▶ [Task goal]: Find and copy the lines in the records beneath this task that contain the word "field".

Collected data
※

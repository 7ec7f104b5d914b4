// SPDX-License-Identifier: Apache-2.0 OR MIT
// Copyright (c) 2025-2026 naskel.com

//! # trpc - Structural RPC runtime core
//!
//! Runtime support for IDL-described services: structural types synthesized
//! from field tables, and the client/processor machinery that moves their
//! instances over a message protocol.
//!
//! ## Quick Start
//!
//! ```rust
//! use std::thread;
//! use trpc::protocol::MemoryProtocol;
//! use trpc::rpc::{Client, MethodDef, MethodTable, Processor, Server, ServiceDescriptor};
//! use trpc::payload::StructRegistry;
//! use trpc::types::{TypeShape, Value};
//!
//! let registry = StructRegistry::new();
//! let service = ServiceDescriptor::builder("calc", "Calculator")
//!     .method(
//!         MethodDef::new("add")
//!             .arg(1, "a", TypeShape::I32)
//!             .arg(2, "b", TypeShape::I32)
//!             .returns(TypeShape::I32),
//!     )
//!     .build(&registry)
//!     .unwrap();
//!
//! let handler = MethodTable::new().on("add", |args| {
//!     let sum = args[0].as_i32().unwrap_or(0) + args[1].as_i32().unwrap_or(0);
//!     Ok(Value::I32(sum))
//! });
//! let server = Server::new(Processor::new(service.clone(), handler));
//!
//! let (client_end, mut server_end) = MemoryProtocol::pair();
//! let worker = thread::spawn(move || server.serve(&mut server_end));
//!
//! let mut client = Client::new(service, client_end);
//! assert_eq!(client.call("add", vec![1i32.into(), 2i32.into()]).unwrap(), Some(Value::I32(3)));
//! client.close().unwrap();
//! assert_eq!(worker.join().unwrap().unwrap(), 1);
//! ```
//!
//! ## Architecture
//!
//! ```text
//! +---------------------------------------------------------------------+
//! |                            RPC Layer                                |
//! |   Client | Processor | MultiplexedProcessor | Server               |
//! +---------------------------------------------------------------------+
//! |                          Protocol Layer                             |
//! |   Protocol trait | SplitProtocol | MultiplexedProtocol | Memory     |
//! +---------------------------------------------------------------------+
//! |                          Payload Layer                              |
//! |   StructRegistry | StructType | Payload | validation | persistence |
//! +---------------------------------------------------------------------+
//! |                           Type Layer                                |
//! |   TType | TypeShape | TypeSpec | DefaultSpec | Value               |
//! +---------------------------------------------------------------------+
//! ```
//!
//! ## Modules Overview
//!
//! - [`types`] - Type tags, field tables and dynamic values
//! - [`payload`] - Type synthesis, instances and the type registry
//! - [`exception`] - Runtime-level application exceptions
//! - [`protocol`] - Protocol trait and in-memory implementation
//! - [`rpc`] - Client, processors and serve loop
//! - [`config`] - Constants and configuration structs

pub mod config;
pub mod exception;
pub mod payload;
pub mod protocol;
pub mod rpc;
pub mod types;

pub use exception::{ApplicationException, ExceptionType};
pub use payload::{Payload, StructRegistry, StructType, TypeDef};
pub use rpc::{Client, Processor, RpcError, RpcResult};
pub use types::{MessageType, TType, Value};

※

▶ [Task output]:
//! from field tables, and the client/processor machinery that moves their
//! - [`types`] - Type tags, field tables and dynamic values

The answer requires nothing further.